- _What needs to be done_:
Here is a block of records. Copy every line in it that includes "DbEnum".

::: Records for processing :::

// host.rs - Host extension shim: clocks and pins behind narrow traits

use crate::memory::Cell;
use crate::opcode::{Op, Token};
use crate::vm::AppBuilder;
use std::cell::RefCell;
use std::rc::Rc;
use std::time::Instant;

/// Time source for the timing words. Values wrap at the cell width, as on
/// the 16-bit reference target.
pub trait Clock {
    fn millis(&mut self) -> Cell;
    fn micros(&mut self) -> Cell;
}

/// Wall-clock time since construction.
pub struct SystemClock {
    epoch: Instant,
}

impl SystemClock {
    pub fn new() -> Self {
        SystemClock {
            epoch: Instant::now(),
        }
    }
}

impl Default for SystemClock {
    fn default() -> Self {
        Self::new()
    }
}

impl Clock for SystemClock {
    fn millis(&mut self) -> Cell {
        self.epoch.elapsed().as_millis() as u16 as Cell
    }

    fn micros(&mut self) -> Cell {
        self.epoch.elapsed().as_micros() as u16 as Cell
    }
}

/// Digital and analog pin access for the pin words.
pub trait Pins {
    fn mode(&mut self, pin: Cell, mode: Cell);
    fn digital_read(&mut self, pin: Cell) -> Cell;
    fn digital_write(&mut self, pin: Cell, state: Cell);
    fn analog_read(&mut self, pin: Cell) -> Cell;
    fn analog_write(&mut self, pin: Cell, duty: Cell);
}

/// Pin board backed by plain arrays, for tests and hosts without hardware.
#[derive(Default)]
pub struct SimPins {
    pub modes: [Cell; 32],
    pub digital: [Cell; 32],
    pub analog: [Cell; 16],
}

impl SimPins {
    pub fn new() -> Self {
        Self::default()
    }
}

impl Pins for SimPins {
    fn mode(&mut self, pin: Cell, mode: Cell) {
        self.modes[pin as usize & 31] = mode;
    }

    fn digital_read(&mut self, pin: Cell) -> Cell {
        self.digital[pin as usize & 31]
    }

    fn digital_write(&mut self, pin: Cell, state: Cell) {
        self.digital[pin as usize & 31] = if state != 0 { 1 } else { 0 };
    }

    fn analog_read(&mut self, pin: Cell) -> Cell {
        self.analog[pin as usize & 15]
    }

    fn analog_write(&mut self, pin: Cell, duty: Cell) {
        self.analog[pin as usize & 15] = duty;
    }
}

/// Register millis, micros and delay. delay is threaded code around a
/// yield, so it suspends cooperatively instead of blocking the host:
/// : delay ( ms -- ) millis >r begin millis r@ - over u< while yield repeat r> 2drop ;
pub fn install_timing(app: &mut AppBuilder, clock: impl Clock + 'static) {
    let clock = Rc::new(RefCell::new(clock));
    let handle = clock.clone();
    let millis = app.func("millis", 0, move |task, _| {
        task.push(handle.borrow_mut().millis())
    });
    let handle = clock;
    app.func("micros", 0, move |task, _| {
        task.push(handle.borrow_mut().micros())
    });
    app.word("delay", |asm| {
        asm.call(Token::App(millis));
        asm.op(Op::ToR);
        let head = asm.here();
        asm.call(Token::App(millis));
        asm.op(Op::RFetch);
        asm.op(Op::Minus);
        asm.op(Op::Over);
        asm.op(Op::ULess);
        let done = asm.fwd(Op::ZeroBranch);
        asm.op(Op::Yield);
        asm.branch_to(Op::Branch, head).unwrap();
        asm.patch(done).unwrap();
        asm.op(Op::RFrom);
        asm.op(Op::TwoDrop);
        asm.op(Op::Exit);
    });
}

/// Register the digital and analog pin words.
pub fn install_pins(app: &mut AppBuilder, pins: impl Pins + 'static) {
    let pins = Rc::new(RefCell::new(pins));

    let handle = pins.clone();
    app.func("pinmode", 0, move |task, _| {
        let pin = task.pop()?;
        let mode = task.pop()?;
        handle.borrow_mut().mode(pin, mode);
        Ok(())
    });

    let handle = pins.clone();
    app.func("digitalread", 0, move |task, _| {
        let pin = task.pop()?;
        let state = handle.borrow_mut().digital_read(pin);
        task.push(state)
    });

    let handle = pins.clone();
    app.func("digitalwrite", 0, move |task, _| {
        let pin = task.pop()?;
        let state = task.pop()?;
        handle.borrow_mut().digital_write(pin, state);
        Ok(())
    });

    let handle = pins.clone();
    app.func("digitaltoggle", 0, move |task, _| {
        let pin = task.pop()?;
        let mut pins = handle.borrow_mut();
        let state = pins.digital_read(pin);
        pins.digital_write(pin, if state != 0 { 0 } else { 1 });
        Ok(())
    });

    let handle = pins.clone();
    app.func("analogread", 0, move |task, _| {
        let pin = task.pop()?;
        let sample = handle.borrow_mut().analog_read(pin & 0xf);
        task.push(sample)
    });

    let handle = pins;
    app.func("analogwrite", 0, move |task, _| {
        let pin = task.pop()?;
        let duty = task.pop()?;
        handle.borrow_mut().analog_write(pin, duty);
        Ok(())
    });
}
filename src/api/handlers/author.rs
use axum::{extract::State, http::StatusCode, Json};

use crate::{
    action_router::{ActionRouterInput, ActionRouterOutput},
    api::{
        error::ApiError,
        extractors::{JsonBody, PathParams},
    },
    author::{
        db_types::AuthorRecord,
        processor_enums::{AuthorProcessorInput, AuthorProcessorOutput, CreateAuthorInputArgs},
    },
    utils::app_config::AppConfig,
};

/// POST /author/add
pub async fn add_author(
    State(app_config): State<AppConfig>,
    JsonBody(args): JsonBody<CreateAuthorInputArgs>,
) -> Result<(StatusCode, Json<AuthorRecord>), ApiError> {
    let action = ActionRouterInput::Author(AuthorProcessorInput::CreateAuthor(args));

    match action.process(app_config).await? {
        ActionRouterOutput::Author(AuthorProcessorOutput::CreateAuthor(author)) => {
            Ok((StatusCode::CREATED, Json(author)))
        }
        _ => Err(ApiError::internal_error("Unexpected response type")),
    }
}

/// GET /author/{id}
pub async fn get_author_by_id(
    State(app_config): State<AppConfig>,
    PathParams(author_id): PathParams<i32>,
) -> Result<(StatusCode, Json<AuthorRecord>), ApiError> {
    let action = ActionRouterInput::Author(AuthorProcessorInput::GetAuthor(author_id));

    match action.process(app_config).await? {
        ActionRouterOutput::Author(AuthorProcessorOutput::GetAuthor(author)) => {
            Ok((StatusCode::OK, Json(author)))
        }
        _ => Err(ApiError::internal_error("Unexpected response type")),
    }
}
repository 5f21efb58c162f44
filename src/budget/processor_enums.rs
use std::collections::BTreeMap;
use serde::{Deserialize, Serialize};
use crate::budget::db_types::{BudgetEntry, BudgetType};

#[derive(Deserialize, Serialize, Debug, Clone)]
#[serde(rename_all = "camelCase")]
pub struct AddBudgetRecordInputArgs {
    pub year: i32,
    pub month: i32,
    pub amount: i32,
    #[serde(rename = "type")]
    pub budget_type: BudgetType,
    #[serde(default)]
    pub author_id: Option<i32>,
}

#[derive(Deserialize, Serialize, Debug, Clone)]
pub struct GetYearStatsInputArgs {
    pub year: i32,
    pub limit: i64,
    pub offset: i64,
    pub author_name_filter: Option<String>,
}

#[derive(Deserialize, Serialize, Debug, Clone, PartialEq, Eq)]
#[serde(rename_all = "camelCase")]
pub struct BudgetYearStatsResponse {
    pub total: i64,
    pub items: Vec<BudgetEntry>,
    pub total_by_type: BTreeMap<String, i64>,
}

#[derive(Deserialize, Serialize, Debug, Clone)]
pub enum BudgetProcessorInput {
    AddRecord(AddBudgetRecordInputArgs),
    GetYearStats(GetYearStatsInputArgs),
}

#[derive(Deserialize, Serialize, Debug, Clone)]
pub enum BudgetProcessorOutput {
    AddRecord(BudgetEntry),
    GetYearStats(BudgetYearStatsResponse),
}
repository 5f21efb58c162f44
use anyhow::Result;
use diesel::prelude::*;
use diesel::result::{DatabaseErrorKind, Error as DieselError};
use crate::author::db_types::{AuthorRecord, CreateAuthor};
use crate::budget::db_types::{BudgetEntry, BudgetRecord, CreateBudgetRecord};
use crate::utils::db::{DbPool, get_conn};
use crate::utils::errors::DomainError;
use crate::utils::traits::{AuthorStore, BudgetStore};

/// Escapes LIKE metacharacters so the filter matches literally. Postgres
/// uses `\` as the default escape character.
pub fn escape_like(value: &str) -> String {
    let mut escaped = String::with_capacity(value.len());
    for c in value.chars() {
        if matches!(c, '\\' | '%' | '_') {
            escaped.push('\\');
        }
        escaped.push(c);
    }
    escaped
}

#[derive(Clone)]
pub struct PgAuthorStore {
    pool: DbPool,
}

impl PgAuthorStore {
    pub fn new(pool: DbPool) -> Self {
        Self { pool }
    }
}

impl AuthorStore for PgAuthorStore {
    fn create(&self, new_author: CreateAuthor) -> Result<AuthorRecord> {
        use crate::schema::author::table as AuthorTable;

        let mut conn = get_conn(&self.pool)?;
        let res = diesel::insert_into(AuthorTable)
            .values(&new_author)
            .returning(AuthorRecord::as_returning())
            .get_result::<AuthorRecord>(&mut conn)?;

        Ok(res)
    }

    fn get(&self, author_id: i32) -> Result<Option<AuthorRecord>> {
        use crate::schema::author::dsl::*;

        let mut conn = get_conn(&self.pool)?;
        let res = author
            .filter(id.eq(author_id))
            .select(AuthorRecord::as_select())
            .first::<AuthorRecord>(&mut conn)
            .optional()?;

        Ok(res)
    }
}

#[derive(Clone)]
pub struct PgBudgetStore {
    pool: DbPool,
}

impl PgBudgetStore {
    pub fn new(pool: DbPool) -> Self {
        Self { pool }
    }
}

impl BudgetStore for PgBudgetStore {
    fn insert(&self, record: CreateBudgetRecord) -> Result<BudgetRecord> {
        use crate::schema::budget::table as BudgetTable;

        let mut conn = get_conn(&self.pool)?;
        let res = diesel::insert_into(BudgetTable)
            .values(&record)
            .returning(BudgetRecord::as_returning())
            .get_result::<BudgetRecord>(&mut conn);

        match res {
            Ok(row) => Ok(row),
            Err(DieselError::DatabaseError(DatabaseErrorKind::ForeignKeyViolation, _)) => {
                tracing::error!("Budget record references unknown author {:?}", record.author_id);
                Err(DomainError::MissingAuthor(record.author_id.unwrap_or_default()).into())
            }
            Err(e) => Err(e.into()),
        }
    }

    fn query_by_year(
        &self,
        year_value: i32,
        author_name_filter: Option<&str>,
    ) -> Result<Vec<BudgetEntry>> {
        use crate::schema::{author, budget};

        let mut conn = get_conn(&self.pool)?;

        let mut query = budget::table
            .left_join(author::table)
            .filter(budget::year.eq(year_value))
            .select((BudgetRecord::as_select(), Option::<AuthorRecord>::as_select()))
            .into_boxed();

        if let Some(filter) = author_name_filter {
            query = query.filter(author::full_name.ilike(format!("%{}%", escape_like(filter))));
        }

        let rows = query
            .order(budget::id.asc())
            .load::<(BudgetRecord, Option<AuthorRecord>)>(&mut conn)?;

        Ok(rows
            .into_iter()
            .map(|(record, author)| BudgetEntry::new(record, author))
            .collect())
    }
}
use crate::author::operations::*;
use crate::author::processor_enums::{AuthorProcessorInput, AuthorProcessorOutput};
use crate::utils::app_config::AppConfig;
use crate::utils::traits::ActionProcessor;

impl ActionProcessor<AuthorProcessorOutput> for AuthorProcessorInput {
    async fn process(&self, app_config: &AppConfig) -> anyhow::Result<AuthorProcessorOutput> {
        match self {
            AuthorProcessorInput::CreateAuthor(args) => {
                let res = create_author(app_config, args.clone()).await?;
                Ok(AuthorProcessorOutput::CreateAuthor(res))
            }
            AuthorProcessorInput::GetAuthor(author_id) => {
                let res = get_author(app_config, *author_id).await?;
                Ok(AuthorProcessorOutput::GetAuthor(res))
            }
        }
    }
}
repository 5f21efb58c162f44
use std::fmt;
use diesel::prelude::*;
use diesel_derive_enum::DbEnum;
use serde::{Deserialize, Serialize};
use crate::author::db_types::AuthorRecord;
use crate::schema::budget as BudgetTable;

#[derive(DbEnum, Deserialize, Serialize, Debug, Clone, Copy, PartialEq, Eq, Hash, PartialOrd, Ord)]
#[ExistingTypePath = "crate::schema::sql_types::BudgetType"]
pub enum BudgetType {
    Income,
    Expense,
}

impl BudgetType {
    pub fn as_str(&self) -> &'static str {
        match self {
            BudgetType::Income => "Income",
            BudgetType::Expense => "Expense",
        }
    }
}

impl fmt::Display for BudgetType {
    fn fmt(&self, f: &mut fmt::Formatter<'_>) -> fmt::Result {
        f.write_str(self.as_str())
    }
}

#[derive(Serialize, Deserialize, Queryable, Selectable, Identifiable, Debug, Clone, PartialEq, Eq)]
#[diesel(table_name = BudgetTable)]
#[diesel(check_for_backend(diesel::pg::Pg))]
#[serde(rename_all = "camelCase")]
pub struct BudgetRecord {
    pub id: i32,
    pub year: i32,
    pub month: i32,
    pub amount: i32,
    #[serde(rename = "type")]
    pub budget_type: BudgetType,
    #[serde(skip_serializing_if = "Option::is_none")]
    pub author_id: Option<i32>,
}

#[derive(Serialize, Deserialize, Insertable, Debug, Clone)]
#[diesel(table_name = BudgetTable)]
pub struct CreateBudgetRecord {
    pub year: i32,
    pub month: i32,
    pub amount: i32,
    pub budget_type: BudgetType,
    pub author_id: Option<i32>,
}

/// A budget record with its author resolved, as returned to clients.
#[derive(Serialize, Deserialize, Debug, Clone, PartialEq, Eq)]
pub struct BudgetEntry {
    #[serde(flatten)]
    pub record: BudgetRecord,
    #[serde(skip_serializing_if = "Option::is_none")]
    pub author: Option<AuthorRecord>,
}

impl BudgetEntry {
    pub fn new(record: BudgetRecord, author: Option<AuthorRecord>) -> Self {
        Self { record, author }
    }
}
use axum::{
    http::StatusCode,
    response::{IntoResponse, Response},
    Json,
};

use crate::api::response::ApiResponse;
use crate::utils::errors::DomainError;

#[derive(Debug)]
pub enum ApiError {
    BadRequest(String),
    NotFound(String),
    InternalError(String),
    DatabaseError(String),
}

impl ApiError {
    pub fn bad_request(msg: impl Into<String>) -> Self {
        Self::BadRequest(msg.into())
    }

    pub fn not_found(msg: impl Into<String>) -> Self {
        Self::NotFound(msg.into())
    }

    pub fn internal_error(msg: impl Into<String>) -> Self {
        Self::InternalError(msg.into())
    }

    pub fn database_error(msg: impl Into<String>) -> Self {
        Self::DatabaseError(msg.into())
    }

    pub fn status_code(&self) -> StatusCode {
        match self {
            ApiError::BadRequest(_) => StatusCode::BAD_REQUEST,
            ApiError::NotFound(_) => StatusCode::NOT_FOUND,
            ApiError::InternalError(_) => StatusCode::INTERNAL_SERVER_ERROR,
            ApiError::DatabaseError(_) => StatusCode::INTERNAL_SERVER_ERROR,
        }
    }

    pub fn message(&self) -> String {
        match self {
            ApiError::BadRequest(msg) => msg.clone(),
            ApiError::NotFound(msg) => format!("{} not found", msg),
            ApiError::InternalError(msg) => msg.clone(),
            ApiError::DatabaseError(msg) => msg.clone(),
        }
    }
}

impl From<anyhow::Error> for ApiError {
    fn from(err: anyhow::Error) -> Self {
        match err.downcast_ref::<DomainError>() {
            Some(DomainError::Validation(msg)) => ApiError::bad_request(msg.clone()),
            Some(DomainError::NotFound(entity)) => ApiError::not_found(entity.clone()),
            Some(DomainError::MissingAuthor(author_id)) => {
                let msg = DomainError::MissingAuthor(*author_id).to_string();
                tracing::error!("Store rejected write: {}", msg);
                ApiError::internal_error(msg)
            }
            None => {
                tracing::error!("Store failure: {:#}", err);
                ApiError::database_error("Internal storage error")
            }
        }
    }
}

impl IntoResponse for ApiError {
    fn into_response(self) -> Response {
        let status = self.status_code();
        let error_response = ApiResponse::<serde_json::Value>::error(self.message());

        (status, Json(error_response)).into_response()
    }
}
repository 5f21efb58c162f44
use axum::{http::StatusCode, Json};
use serde_json::{json, Value};

/// GET /health
pub async fn health() -> (StatusCode, Json<Value>) {
    (StatusCode::OK, Json(json!({ "status": "ok" })))
}
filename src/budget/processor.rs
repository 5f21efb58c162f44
use crate::budget::operations::*;
use crate::budget::processor_enums::{BudgetProcessorInput, BudgetProcessorOutput};
use crate::utils::app_config::AppConfig;
use crate::utils::traits::ActionProcessor;

impl ActionProcessor<BudgetProcessorOutput> for BudgetProcessorInput {
    async fn process(&self, app_config: &AppConfig) -> anyhow::Result<BudgetProcessorOutput> {
        match self {
            BudgetProcessorInput::AddRecord(args) => {
                let res = add_record(app_config, args.clone()).await?;
                Ok(BudgetProcessorOutput::AddRecord(res))
            }
            BudgetProcessorInput::GetYearStats(args) => {
                let res = get_year_stats(app_config, args.clone()).await?;
                Ok(BudgetProcessorOutput::GetYearStats(res))
            }
        }
    }
}
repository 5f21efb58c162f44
pub mod memory;
pub mod postgres;
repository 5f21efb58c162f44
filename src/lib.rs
// Public library interface for budget-back-end
pub mod action_router;
pub mod api;
pub mod author;
pub mod budget;
pub mod schema;
pub mod storage;
pub mod utils;
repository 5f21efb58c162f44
use anyhow::Result;
use crate::author::db_types::{AuthorRecord, CreateAuthor};
use crate::author::processor_enums::CreateAuthorInputArgs;
use crate::utils::app_config::AppConfig;
use crate::utils::errors::DomainError;

pub async fn create_author(
    app_config: &AppConfig,
    args: CreateAuthorInputArgs,
) -> Result<AuthorRecord> {
    let full_name = args.full_name.trim();
    if full_name.is_empty() {
        tracing::warn!("Rejected author with blank name");
        return Err(DomainError::validation("fullName cannot be empty").into());
    }

    let author = app_config.authors.create(CreateAuthor {
        full_name: full_name.to_string(),
    })?;
    tracing::info!("Created author {}", author.id);

    Ok(author)
}

pub async fn get_author(app_config: &AppConfig, author_id: i32) -> Result<AuthorRecord> {
    app_config
        .authors
        .get(author_id)?
        .ok_or_else(|| DomainError::not_found("Author").into())
}
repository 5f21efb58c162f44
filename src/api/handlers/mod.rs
pub mod author;
pub mod budget;
pub mod health;
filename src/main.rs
use std::env;

use anyhow::Result;
use budget_back_end::{api, api::config::ApiConfig, utils::app_config::AppConfig};
use clap::Parser;
use dotenvy::dotenv;

#[tokio::main]
async fn main() -> Result<()> {
    let _ = dotenv();
    // Initialize tracing
    tracing_subscriber::fmt()
        .with_env_filter(
            env::var("RUST_LOG")
                .unwrap_or_else(|_| "info".to_string())
                .as_str(),
        )
        .init();

    let api_config = ApiConfig::parse();
    tracing::info!("API configuration loaded successfully");

    let app_config = AppConfig::from_api_config(&api_config)?;
    let router = api::router(app_config);

    let addr = api_config.bind_addr();
    let listener = tokio::net::TcpListener::bind(&addr).await?;

    tracing::info!("Starting budget API server on {}", addr);

    axum::serve(listener, router)
        .with_graceful_shutdown(shutdown_signal())
        .await?;

    tracing::info!("Server stopped");

    Ok(())
}

async fn shutdown_signal() {
    let ctrl_c = async {
        if let Err(e) = tokio::signal::ctrl_c().await {
            tracing::error!("Failed to listen for ctrl-c: {}", e);
            std::future::pending::<()>().await;
        }
    };

    #[cfg(unix)]
    let terminate = async {
        match tokio::signal::unix::signal(tokio::signal::unix::SignalKind::terminate()) {
            Ok(mut signal) => {
                signal.recv().await;
            }
            Err(e) => {
                tracing::error!("Failed to listen for SIGTERM: {}", e);
                std::future::pending::<()>().await;
            }
        }
    };

    #[cfg(not(unix))]
    let terminate = std::future::pending::<()>();

    tokio::select! {
        _ = ctrl_c => {},
        _ = terminate => {},
    }

    tracing::info!("Shutdown signal received");
}
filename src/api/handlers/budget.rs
use axum::{extract::State, http::StatusCode, Json};
use serde::Deserialize;

use crate::{
    action_router::{ActionRouterInput, ActionRouterOutput},
    api::{
        error::ApiError,
        extractors::{JsonBody, PathParams, QueryParams},
    },
    budget::{
        db_types::BudgetEntry,
        processor_enums::{
            AddBudgetRecordInputArgs, BudgetProcessorInput, BudgetProcessorOutput,
            BudgetYearStatsResponse, GetYearStatsInputArgs,
        },
    },
    utils::app_config::AppConfig,
};

/// Query parameters for yearly stats
#[derive(Debug, Deserialize)]
#[serde(rename_all = "camelCase")]
pub struct YearStatsParams {
    pub limit: i64,
    pub offset: i64,
    pub author_name_filter: Option<String>,
}

/// POST /budget/add
pub async fn add_budget_record(
    State(app_config): State<AppConfig>,
    JsonBody(args): JsonBody<AddBudgetRecordInputArgs>,
) -> Result<(StatusCode, Json<BudgetEntry>), ApiError> {
    let action = ActionRouterInput::Budget(BudgetProcessorInput::AddRecord(args));

    match action.process(app_config).await? {
        ActionRouterOutput::Budget(BudgetProcessorOutput::AddRecord(entry)) => {
            Ok((StatusCode::CREATED, Json(entry)))
        }
        _ => Err(ApiError::internal_error("Unexpected response type")),
    }
}

/// GET /budget/year/{year}/stats
pub async fn get_year_stats(
    State(app_config): State<AppConfig>,
    PathParams(year): PathParams<i32>,
    QueryParams(params): QueryParams<YearStatsParams>,
) -> Result<(StatusCode, Json<BudgetYearStatsResponse>), ApiError> {
    let action = ActionRouterInput::Budget(BudgetProcessorInput::GetYearStats(
        GetYearStatsInputArgs {
            year,
            limit: params.limit,
            offset: params.offset,
            author_name_filter: params.author_name_filter,
        },
    ));

    match action.process(app_config).await? {
        ActionRouterOutput::Budget(BudgetProcessorOutput::GetYearStats(stats)) => {
            Ok((StatusCode::OK, Json(stats)))
        }
        _ => Err(ApiError::internal_error("Unexpected response type")),
    }
}
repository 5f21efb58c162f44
pub mod db_types;
pub mod operations;
pub mod processor;
pub mod processor_enums;
pub mod stats;
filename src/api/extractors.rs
use axum::{
    async_trait,
    extract::{FromRequest, FromRequestParts, Path, Query, Request},
    http::request::Parts,
    Json,
};
use serde::de::DeserializeOwned;

use crate::api::error::ApiError;

/// JSON body extractor that reports malformed input as `ApiError::BadRequest`.
pub struct JsonBody<T>(pub T);

#[async_trait]
impl<S, T> FromRequest<S> for JsonBody<T>
where
    S: Send + Sync,
    T: DeserializeOwned,
{
    type Rejection = ApiError;

    async fn from_request(req: Request, state: &S) -> Result<Self, Self::Rejection> {
        let Json(value) = Json::<T>::from_request(req, state)
            .await
            .map_err(|e| ApiError::bad_request(format!("Failed to parse JSON: {}", e)))?;

        Ok(JsonBody(value))
    }
}

pub struct QueryParams<T>(pub T);

#[async_trait]
impl<S, T> FromRequestParts<S> for QueryParams<T>
where
    S: Send + Sync,
    T: DeserializeOwned,
{
    type Rejection = ApiError;

    async fn from_request_parts(parts: &mut Parts, state: &S) -> Result<Self, Self::Rejection> {
        let Query(value) = Query::<T>::from_request_parts(parts, state)
            .await
            .map_err(|e| ApiError::bad_request(format!("Invalid query parameters: {}", e)))?;

        Ok(QueryParams(value))
    }
}

pub struct PathParams<T>(pub T);

#[async_trait]
impl<S, T> FromRequestParts<S> for PathParams<T>
where
    S: Send + Sync,
    T: DeserializeOwned + Send,
{
    type Rejection = ApiError;

    async fn from_request_parts(parts: &mut Parts, state: &S) -> Result<Self, Self::Rejection> {
        let Path(value) = Path::<T>::from_request_parts(parts, state)
            .await
            .map_err(|e| ApiError::bad_request(format!("Invalid path parameter: {}", e)))?;

        Ok(PathParams(value))
    }
}
use anyhow::Result;
use crate::author::db_types::{AuthorRecord, CreateAuthor};
use crate::budget::db_types::{BudgetEntry, BudgetRecord, CreateBudgetRecord};
use crate::utils::app_config::AppConfig;

pub trait ActionProcessor<Output> {
    async fn process(&self, app_config: &AppConfig) -> Result<Output>;
}

/// Persistence for authors. Ids are generated by the store.
pub trait AuthorStore: Send + Sync {
    fn create(&self, author: CreateAuthor) -> Result<AuthorRecord>;

    fn get(&self, id: i32) -> Result<Option<AuthorRecord>>;
}

/// Persistence for budget records.
///
/// `insert` must fail with `DomainError::MissingAuthor` when the record
/// references an author that does not exist, leaving nothing persisted.
pub trait BudgetStore: Send + Sync {
    fn insert(&self, record: CreateBudgetRecord) -> Result<BudgetRecord>;

    /// Every record for `year`, joined with its author. With a filter only
    /// records whose author's full name contains it (case-insensitive) are
    /// returned, so records without an author drop out.
    fn query_by_year(&self, year: i32, author_name_filter: Option<&str>) -> Result<Vec<BudgetEntry>>;
}
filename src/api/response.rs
use serde::{Deserialize, Serialize};

/// Envelope for error bodies. Successful responses carry the resource itself.
#[derive(Serialize, Deserialize, Debug)]
pub struct ApiResponse<T> {
    pub success: bool,
    pub data: Option<T>,
    pub error: Option<String>,
}

impl<T> ApiResponse<T> {
    pub fn error(msg: impl Into<String>) -> Self {
        Self {
            success: false,
            data: None,
            error: Some(msg.into()),
        }
    }
}
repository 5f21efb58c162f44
use clap::Parser;

#[derive(Parser, Clone, Debug)]
#[command(name = "budget-back-end", about = "Budget statistics REST service")]
pub struct ApiConfig {
    #[clap(long, env, default_value = "0.0.0.0")]
    pub host: String,
    #[clap(long, env, default_value_t = 8080)]
    pub port: u16,
    #[clap(long, env)]
    pub database_url: Option<String>,
    #[clap(long, env, default_value_t = 10)]
    pub db_pool_size: u32,
    /// Keep all data in process memory instead of Postgres
    #[clap(long, env)]
    pub in_memory: bool,
}

impl ApiConfig {
    pub fn bind_addr(&self) -> String {
        format!("{}:{}", self.host, self.port)
    }
}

:::

- _Reply_:
use diesel_derive_enum::DbEnum;
#[derive(DbEnum, Deserialize, Serialize, Debug, Clone, Copy, PartialEq, Eq, Hash, PartialOrd, Ord)]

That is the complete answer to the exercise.